- Problem description -
Tally every line of the entries that contains the string "HashMap", then reply with only that number.

[Records from a dataset]
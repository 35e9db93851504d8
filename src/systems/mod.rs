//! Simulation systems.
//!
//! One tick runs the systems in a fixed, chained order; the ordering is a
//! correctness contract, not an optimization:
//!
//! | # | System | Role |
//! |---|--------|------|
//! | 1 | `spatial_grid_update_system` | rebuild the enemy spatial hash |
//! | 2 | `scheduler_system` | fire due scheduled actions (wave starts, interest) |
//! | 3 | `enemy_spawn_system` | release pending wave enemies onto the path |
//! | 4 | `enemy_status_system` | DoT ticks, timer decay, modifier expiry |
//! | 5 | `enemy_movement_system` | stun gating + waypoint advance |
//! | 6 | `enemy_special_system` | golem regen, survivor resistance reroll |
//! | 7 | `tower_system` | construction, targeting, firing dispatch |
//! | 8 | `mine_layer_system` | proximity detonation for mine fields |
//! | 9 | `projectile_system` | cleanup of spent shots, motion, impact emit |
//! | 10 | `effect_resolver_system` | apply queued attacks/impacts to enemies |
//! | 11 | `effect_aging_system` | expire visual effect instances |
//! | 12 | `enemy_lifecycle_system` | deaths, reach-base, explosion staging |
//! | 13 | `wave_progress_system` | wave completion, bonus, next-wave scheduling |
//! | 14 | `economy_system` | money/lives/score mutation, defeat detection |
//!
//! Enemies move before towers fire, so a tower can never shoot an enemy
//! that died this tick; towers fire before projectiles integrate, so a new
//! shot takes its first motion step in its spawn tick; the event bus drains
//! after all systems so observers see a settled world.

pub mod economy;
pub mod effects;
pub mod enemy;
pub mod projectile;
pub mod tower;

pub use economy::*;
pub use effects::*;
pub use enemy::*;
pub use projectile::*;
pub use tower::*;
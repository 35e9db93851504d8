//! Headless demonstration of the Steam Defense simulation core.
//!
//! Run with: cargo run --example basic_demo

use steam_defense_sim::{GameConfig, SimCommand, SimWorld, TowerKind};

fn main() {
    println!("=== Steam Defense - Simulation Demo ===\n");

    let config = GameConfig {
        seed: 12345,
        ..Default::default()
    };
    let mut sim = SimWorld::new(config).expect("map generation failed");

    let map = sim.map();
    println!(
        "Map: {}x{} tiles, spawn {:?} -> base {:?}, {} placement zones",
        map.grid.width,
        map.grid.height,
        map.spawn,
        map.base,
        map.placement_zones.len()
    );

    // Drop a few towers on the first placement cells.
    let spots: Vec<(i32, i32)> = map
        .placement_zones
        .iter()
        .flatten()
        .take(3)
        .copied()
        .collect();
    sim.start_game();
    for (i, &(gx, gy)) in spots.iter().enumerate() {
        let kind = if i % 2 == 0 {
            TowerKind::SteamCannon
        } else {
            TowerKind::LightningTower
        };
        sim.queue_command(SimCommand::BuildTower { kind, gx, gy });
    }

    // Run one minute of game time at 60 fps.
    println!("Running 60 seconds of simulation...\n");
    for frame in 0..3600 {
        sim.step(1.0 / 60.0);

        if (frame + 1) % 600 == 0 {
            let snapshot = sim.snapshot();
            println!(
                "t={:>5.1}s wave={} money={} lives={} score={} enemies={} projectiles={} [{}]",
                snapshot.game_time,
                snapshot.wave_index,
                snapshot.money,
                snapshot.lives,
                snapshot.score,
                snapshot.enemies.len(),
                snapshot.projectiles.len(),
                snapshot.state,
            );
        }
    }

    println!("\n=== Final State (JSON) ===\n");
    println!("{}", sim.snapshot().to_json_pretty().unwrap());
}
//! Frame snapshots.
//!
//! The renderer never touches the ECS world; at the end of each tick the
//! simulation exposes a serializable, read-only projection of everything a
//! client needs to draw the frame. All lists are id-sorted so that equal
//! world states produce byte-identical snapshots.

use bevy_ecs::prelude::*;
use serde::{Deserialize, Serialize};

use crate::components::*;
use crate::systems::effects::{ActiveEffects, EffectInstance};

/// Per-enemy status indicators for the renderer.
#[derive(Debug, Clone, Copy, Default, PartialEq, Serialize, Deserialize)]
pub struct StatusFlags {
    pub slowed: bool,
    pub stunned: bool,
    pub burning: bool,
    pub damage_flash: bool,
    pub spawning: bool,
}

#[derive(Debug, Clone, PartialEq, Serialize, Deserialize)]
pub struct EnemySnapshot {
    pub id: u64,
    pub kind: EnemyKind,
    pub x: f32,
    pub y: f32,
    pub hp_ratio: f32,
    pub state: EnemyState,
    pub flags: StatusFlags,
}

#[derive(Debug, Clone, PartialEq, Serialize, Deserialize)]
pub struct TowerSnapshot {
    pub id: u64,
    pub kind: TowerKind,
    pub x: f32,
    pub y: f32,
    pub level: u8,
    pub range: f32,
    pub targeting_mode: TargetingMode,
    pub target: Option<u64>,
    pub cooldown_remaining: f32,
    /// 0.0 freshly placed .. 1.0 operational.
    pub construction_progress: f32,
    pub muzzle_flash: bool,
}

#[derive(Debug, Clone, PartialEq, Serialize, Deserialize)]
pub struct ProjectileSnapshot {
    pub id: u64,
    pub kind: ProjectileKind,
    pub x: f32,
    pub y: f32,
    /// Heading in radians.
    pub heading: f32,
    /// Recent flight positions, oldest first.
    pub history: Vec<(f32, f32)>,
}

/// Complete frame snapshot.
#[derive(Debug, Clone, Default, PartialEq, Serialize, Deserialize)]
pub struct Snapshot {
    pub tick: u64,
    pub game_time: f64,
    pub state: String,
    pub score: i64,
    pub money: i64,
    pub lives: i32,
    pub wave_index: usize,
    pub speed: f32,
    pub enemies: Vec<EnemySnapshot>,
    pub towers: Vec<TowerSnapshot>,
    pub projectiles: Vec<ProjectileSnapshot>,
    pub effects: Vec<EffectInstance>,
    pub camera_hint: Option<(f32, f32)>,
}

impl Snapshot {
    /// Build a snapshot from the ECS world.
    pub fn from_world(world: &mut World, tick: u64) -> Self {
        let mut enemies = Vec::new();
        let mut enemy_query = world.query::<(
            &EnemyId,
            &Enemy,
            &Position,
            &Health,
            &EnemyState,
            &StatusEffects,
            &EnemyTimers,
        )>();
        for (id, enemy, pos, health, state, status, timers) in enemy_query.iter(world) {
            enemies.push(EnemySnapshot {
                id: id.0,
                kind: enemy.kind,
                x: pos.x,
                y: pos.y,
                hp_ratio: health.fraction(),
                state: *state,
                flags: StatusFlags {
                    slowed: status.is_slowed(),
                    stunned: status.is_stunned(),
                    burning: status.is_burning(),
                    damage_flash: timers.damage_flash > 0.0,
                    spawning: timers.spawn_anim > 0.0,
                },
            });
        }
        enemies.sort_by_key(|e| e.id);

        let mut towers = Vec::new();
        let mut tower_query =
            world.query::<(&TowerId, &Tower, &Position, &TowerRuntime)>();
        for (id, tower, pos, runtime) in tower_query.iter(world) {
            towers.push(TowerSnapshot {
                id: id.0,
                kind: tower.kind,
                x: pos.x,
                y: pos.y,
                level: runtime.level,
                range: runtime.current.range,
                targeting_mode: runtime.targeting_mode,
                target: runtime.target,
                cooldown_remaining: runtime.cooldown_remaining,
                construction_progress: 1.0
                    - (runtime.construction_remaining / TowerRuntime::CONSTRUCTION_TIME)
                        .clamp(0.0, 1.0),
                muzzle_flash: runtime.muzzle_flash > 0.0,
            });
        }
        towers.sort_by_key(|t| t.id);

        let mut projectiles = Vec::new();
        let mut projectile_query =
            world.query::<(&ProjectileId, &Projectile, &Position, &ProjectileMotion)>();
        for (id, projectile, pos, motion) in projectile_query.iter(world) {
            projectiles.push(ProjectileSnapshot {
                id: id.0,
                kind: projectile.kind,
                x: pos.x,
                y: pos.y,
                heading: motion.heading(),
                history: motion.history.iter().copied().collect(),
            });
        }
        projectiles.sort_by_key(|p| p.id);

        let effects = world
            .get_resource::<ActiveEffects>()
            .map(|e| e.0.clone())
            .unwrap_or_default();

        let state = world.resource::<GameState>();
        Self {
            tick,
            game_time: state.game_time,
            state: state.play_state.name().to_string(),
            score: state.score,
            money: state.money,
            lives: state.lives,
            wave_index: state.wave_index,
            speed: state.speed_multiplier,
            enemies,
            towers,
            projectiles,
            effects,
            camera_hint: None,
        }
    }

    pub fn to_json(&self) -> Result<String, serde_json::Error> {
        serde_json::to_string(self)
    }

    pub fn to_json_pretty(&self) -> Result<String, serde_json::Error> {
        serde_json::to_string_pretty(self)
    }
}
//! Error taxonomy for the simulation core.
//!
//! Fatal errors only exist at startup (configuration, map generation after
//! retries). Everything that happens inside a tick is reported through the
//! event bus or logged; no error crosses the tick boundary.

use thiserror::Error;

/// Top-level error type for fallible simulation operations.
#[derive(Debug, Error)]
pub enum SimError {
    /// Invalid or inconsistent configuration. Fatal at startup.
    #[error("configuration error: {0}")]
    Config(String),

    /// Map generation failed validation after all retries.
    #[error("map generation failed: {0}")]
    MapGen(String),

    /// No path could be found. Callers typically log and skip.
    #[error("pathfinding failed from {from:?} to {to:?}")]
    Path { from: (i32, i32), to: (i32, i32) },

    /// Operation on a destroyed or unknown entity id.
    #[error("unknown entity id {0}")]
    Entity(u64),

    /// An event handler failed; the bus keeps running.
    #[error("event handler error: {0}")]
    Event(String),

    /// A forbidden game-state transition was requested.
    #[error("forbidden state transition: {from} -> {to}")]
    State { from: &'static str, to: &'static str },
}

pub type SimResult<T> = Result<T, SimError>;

* * *

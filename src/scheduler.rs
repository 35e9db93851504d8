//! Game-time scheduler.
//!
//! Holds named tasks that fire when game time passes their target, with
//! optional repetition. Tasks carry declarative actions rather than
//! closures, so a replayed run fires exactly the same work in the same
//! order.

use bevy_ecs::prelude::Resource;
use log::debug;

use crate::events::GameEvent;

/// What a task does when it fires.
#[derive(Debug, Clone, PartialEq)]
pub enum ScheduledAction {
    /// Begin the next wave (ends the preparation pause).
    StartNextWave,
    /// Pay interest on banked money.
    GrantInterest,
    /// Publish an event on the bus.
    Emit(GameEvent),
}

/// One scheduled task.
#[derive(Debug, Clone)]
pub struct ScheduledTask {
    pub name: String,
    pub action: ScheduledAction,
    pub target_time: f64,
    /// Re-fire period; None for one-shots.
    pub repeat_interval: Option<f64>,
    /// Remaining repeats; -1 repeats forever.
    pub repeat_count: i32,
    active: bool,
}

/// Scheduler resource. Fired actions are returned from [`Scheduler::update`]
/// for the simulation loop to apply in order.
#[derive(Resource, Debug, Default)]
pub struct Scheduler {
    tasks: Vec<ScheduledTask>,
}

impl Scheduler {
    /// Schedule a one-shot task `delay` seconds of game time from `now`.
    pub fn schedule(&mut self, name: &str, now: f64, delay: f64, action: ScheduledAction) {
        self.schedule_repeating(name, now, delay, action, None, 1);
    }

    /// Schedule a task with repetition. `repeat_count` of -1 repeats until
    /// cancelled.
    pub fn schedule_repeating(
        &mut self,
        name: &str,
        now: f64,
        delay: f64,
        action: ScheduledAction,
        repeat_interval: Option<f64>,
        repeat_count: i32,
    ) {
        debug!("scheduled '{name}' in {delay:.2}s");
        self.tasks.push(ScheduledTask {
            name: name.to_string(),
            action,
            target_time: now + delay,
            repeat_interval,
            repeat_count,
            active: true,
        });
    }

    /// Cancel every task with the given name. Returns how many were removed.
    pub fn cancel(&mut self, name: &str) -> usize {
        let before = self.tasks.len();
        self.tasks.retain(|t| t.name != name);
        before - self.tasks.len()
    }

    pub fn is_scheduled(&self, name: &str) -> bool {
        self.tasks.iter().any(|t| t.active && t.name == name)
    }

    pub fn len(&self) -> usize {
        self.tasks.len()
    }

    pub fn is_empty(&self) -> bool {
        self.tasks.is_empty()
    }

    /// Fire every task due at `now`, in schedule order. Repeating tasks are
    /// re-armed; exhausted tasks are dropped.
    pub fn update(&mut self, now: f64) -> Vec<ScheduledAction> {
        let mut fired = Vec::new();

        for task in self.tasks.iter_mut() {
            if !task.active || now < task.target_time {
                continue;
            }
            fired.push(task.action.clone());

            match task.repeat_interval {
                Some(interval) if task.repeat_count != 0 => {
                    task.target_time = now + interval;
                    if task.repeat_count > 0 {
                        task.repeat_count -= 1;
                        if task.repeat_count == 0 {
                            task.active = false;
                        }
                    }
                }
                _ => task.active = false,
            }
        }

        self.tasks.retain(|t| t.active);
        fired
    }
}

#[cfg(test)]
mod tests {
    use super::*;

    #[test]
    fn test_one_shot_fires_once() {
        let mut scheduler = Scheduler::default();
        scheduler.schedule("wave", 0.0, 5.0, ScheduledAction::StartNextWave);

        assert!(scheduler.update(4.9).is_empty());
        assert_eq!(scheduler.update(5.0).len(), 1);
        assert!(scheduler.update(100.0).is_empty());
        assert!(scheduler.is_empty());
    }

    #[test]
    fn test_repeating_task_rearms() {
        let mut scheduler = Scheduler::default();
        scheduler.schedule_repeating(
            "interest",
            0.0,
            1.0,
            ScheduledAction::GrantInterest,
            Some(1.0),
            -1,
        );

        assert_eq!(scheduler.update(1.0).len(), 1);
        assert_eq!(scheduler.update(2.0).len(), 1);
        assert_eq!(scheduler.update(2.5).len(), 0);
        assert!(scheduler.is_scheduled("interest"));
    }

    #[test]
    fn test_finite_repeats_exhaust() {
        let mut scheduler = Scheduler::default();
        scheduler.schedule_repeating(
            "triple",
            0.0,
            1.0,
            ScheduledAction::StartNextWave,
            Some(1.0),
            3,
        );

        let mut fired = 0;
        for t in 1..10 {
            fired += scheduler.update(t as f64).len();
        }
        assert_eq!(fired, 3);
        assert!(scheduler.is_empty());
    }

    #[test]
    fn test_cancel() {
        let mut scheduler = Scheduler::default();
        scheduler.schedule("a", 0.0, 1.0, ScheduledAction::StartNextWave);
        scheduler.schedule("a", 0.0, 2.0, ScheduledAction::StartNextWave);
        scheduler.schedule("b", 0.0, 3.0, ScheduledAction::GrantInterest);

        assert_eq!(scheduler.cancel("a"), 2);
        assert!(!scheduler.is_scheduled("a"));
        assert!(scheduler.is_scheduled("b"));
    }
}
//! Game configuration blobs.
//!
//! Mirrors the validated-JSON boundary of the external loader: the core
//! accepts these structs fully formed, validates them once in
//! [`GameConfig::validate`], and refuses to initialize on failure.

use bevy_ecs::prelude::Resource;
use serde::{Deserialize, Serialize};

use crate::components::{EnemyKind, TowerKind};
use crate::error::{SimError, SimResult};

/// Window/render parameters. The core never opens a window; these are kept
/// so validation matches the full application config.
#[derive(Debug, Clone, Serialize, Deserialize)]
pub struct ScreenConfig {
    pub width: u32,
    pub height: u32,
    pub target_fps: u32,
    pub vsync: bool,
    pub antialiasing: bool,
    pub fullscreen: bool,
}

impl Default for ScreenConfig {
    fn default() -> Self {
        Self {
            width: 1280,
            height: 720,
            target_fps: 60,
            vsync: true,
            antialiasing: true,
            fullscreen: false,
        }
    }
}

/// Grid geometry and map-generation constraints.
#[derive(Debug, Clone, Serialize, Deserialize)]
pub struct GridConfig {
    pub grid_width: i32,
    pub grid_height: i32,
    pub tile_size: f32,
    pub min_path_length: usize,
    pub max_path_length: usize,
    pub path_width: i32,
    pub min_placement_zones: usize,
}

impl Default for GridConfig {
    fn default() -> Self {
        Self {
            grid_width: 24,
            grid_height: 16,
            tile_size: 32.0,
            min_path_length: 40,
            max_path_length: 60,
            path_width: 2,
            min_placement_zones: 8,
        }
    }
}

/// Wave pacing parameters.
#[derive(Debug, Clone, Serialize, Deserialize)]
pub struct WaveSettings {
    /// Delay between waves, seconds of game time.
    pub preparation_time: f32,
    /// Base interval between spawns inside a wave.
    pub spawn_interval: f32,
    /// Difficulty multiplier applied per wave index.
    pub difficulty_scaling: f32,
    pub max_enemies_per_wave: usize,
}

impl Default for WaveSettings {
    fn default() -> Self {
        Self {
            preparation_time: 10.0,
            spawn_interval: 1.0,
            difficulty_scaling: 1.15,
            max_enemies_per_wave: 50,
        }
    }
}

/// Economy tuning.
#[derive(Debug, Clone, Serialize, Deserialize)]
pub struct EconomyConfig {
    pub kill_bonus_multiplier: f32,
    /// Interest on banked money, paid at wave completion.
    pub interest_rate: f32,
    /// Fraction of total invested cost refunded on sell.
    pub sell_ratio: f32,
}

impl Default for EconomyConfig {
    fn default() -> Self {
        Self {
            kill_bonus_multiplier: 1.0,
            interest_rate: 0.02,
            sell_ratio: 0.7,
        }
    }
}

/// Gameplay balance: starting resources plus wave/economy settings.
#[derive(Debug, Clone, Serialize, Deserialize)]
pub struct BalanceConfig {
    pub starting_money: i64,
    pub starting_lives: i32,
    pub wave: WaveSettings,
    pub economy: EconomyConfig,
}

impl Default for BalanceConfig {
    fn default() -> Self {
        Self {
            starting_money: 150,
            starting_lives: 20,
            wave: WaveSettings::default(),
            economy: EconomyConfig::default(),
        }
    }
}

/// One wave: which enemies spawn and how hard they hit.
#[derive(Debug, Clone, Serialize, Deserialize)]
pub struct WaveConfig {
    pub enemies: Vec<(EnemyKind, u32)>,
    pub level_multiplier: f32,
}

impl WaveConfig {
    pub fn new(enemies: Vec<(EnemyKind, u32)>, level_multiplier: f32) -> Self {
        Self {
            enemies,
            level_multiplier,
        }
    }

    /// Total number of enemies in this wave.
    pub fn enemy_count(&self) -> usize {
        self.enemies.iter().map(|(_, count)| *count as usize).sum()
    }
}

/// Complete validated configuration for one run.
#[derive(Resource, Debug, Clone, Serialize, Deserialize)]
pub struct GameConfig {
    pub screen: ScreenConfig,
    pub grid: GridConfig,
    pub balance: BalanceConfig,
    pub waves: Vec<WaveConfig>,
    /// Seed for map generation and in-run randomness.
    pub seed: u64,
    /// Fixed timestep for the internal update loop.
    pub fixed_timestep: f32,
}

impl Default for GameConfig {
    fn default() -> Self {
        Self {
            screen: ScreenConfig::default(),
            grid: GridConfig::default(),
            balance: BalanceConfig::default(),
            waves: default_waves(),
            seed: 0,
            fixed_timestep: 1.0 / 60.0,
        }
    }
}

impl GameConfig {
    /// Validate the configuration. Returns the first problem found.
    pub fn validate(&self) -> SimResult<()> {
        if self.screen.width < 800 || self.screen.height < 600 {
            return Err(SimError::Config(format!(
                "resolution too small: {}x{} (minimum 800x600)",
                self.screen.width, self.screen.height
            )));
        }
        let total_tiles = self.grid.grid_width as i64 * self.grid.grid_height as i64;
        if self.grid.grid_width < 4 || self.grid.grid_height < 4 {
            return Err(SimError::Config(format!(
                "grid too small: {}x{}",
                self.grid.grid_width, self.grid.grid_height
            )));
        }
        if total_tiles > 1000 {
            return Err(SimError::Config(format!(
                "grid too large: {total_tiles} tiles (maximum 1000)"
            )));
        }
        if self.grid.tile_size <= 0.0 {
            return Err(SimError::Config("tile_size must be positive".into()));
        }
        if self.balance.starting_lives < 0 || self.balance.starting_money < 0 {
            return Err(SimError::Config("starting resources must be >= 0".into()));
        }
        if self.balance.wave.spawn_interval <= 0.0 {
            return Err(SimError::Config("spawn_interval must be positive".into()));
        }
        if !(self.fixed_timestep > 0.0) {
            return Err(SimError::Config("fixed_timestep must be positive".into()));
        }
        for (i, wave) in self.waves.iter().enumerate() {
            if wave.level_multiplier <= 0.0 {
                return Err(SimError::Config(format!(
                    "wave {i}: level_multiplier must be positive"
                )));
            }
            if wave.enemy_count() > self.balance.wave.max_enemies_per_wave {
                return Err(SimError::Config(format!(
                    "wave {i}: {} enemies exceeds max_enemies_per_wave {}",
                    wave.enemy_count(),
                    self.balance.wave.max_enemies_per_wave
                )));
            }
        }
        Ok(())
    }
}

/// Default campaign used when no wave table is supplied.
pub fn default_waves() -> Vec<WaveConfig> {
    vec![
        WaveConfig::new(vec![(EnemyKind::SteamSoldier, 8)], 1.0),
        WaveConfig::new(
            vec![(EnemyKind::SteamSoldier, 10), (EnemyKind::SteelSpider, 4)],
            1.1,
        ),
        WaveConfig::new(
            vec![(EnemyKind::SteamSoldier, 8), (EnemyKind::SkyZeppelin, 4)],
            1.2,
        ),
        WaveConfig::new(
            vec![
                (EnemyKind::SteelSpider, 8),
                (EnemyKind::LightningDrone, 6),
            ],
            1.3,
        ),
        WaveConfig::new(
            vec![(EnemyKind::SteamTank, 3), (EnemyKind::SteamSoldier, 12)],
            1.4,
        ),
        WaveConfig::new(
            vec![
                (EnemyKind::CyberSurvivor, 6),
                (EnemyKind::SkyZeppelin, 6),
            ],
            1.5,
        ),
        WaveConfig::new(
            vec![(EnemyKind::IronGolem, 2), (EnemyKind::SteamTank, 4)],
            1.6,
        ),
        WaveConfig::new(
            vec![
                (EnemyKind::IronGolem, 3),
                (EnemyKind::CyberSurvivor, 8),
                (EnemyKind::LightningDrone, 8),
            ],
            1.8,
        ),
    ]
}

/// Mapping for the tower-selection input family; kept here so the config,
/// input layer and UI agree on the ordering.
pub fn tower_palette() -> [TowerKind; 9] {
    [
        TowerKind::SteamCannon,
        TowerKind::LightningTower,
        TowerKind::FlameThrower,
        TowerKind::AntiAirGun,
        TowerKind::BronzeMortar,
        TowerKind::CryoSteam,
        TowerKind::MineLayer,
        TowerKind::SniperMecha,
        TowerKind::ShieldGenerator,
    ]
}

--

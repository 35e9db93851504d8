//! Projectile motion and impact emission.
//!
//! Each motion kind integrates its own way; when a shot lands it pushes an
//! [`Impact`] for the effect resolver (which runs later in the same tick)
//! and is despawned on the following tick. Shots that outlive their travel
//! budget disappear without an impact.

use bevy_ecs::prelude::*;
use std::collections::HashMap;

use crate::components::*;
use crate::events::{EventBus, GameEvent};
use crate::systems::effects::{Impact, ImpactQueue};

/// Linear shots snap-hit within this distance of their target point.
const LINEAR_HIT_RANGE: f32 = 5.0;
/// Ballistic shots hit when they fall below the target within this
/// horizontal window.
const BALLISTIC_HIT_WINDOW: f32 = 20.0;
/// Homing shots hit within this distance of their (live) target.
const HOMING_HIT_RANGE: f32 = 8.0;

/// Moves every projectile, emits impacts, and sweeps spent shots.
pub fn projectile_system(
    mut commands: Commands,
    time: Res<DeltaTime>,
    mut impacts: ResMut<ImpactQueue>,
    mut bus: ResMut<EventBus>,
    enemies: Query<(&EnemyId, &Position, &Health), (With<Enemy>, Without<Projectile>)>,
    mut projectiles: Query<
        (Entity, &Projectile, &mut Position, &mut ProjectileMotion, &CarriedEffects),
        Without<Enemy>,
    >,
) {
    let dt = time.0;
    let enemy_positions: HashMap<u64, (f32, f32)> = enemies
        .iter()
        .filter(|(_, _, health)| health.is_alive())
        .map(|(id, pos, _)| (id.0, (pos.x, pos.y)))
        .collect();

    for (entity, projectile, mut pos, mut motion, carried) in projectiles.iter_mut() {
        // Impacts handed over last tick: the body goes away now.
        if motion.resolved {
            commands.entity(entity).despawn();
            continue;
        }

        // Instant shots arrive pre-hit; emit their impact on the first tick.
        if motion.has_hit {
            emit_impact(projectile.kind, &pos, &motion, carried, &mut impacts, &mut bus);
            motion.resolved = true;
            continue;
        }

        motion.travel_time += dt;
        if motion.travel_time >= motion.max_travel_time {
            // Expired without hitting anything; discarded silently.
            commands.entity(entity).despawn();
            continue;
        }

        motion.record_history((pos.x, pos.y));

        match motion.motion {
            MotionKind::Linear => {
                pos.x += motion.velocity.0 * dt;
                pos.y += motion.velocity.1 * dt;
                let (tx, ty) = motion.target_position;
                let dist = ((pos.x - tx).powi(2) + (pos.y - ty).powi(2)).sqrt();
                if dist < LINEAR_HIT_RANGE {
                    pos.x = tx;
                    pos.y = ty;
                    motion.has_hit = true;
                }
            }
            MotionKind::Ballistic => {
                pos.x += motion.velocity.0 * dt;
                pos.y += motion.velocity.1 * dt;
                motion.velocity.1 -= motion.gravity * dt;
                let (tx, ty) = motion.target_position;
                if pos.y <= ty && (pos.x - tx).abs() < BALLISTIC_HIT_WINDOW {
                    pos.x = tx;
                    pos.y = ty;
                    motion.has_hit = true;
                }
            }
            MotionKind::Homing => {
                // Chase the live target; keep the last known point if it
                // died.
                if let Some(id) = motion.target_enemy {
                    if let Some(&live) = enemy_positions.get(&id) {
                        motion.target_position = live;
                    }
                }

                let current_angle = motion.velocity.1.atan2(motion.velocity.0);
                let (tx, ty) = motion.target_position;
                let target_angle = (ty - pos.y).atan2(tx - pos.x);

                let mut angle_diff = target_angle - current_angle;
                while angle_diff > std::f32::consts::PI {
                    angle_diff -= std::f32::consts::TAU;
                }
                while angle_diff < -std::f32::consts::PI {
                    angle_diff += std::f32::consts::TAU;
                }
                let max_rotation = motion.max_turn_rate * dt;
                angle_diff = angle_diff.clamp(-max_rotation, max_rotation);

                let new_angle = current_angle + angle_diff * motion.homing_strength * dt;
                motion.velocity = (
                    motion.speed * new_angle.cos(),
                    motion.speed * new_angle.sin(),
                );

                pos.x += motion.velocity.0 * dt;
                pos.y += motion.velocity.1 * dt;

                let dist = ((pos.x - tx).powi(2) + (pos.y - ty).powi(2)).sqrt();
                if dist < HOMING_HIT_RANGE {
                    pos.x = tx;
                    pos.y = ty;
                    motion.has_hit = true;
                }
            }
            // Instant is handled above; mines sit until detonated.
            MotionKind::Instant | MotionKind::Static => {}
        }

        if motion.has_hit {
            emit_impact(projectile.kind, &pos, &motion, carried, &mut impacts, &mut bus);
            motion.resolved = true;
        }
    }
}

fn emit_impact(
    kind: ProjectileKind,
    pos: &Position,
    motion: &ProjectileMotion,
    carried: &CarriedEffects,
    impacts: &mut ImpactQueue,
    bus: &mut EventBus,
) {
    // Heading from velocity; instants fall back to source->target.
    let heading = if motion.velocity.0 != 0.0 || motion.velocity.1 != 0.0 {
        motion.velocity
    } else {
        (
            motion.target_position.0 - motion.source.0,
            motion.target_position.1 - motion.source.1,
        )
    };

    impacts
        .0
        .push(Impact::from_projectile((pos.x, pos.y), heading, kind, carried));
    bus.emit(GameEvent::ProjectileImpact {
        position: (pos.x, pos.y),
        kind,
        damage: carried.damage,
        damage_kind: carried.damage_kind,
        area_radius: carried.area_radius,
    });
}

- Result below -
2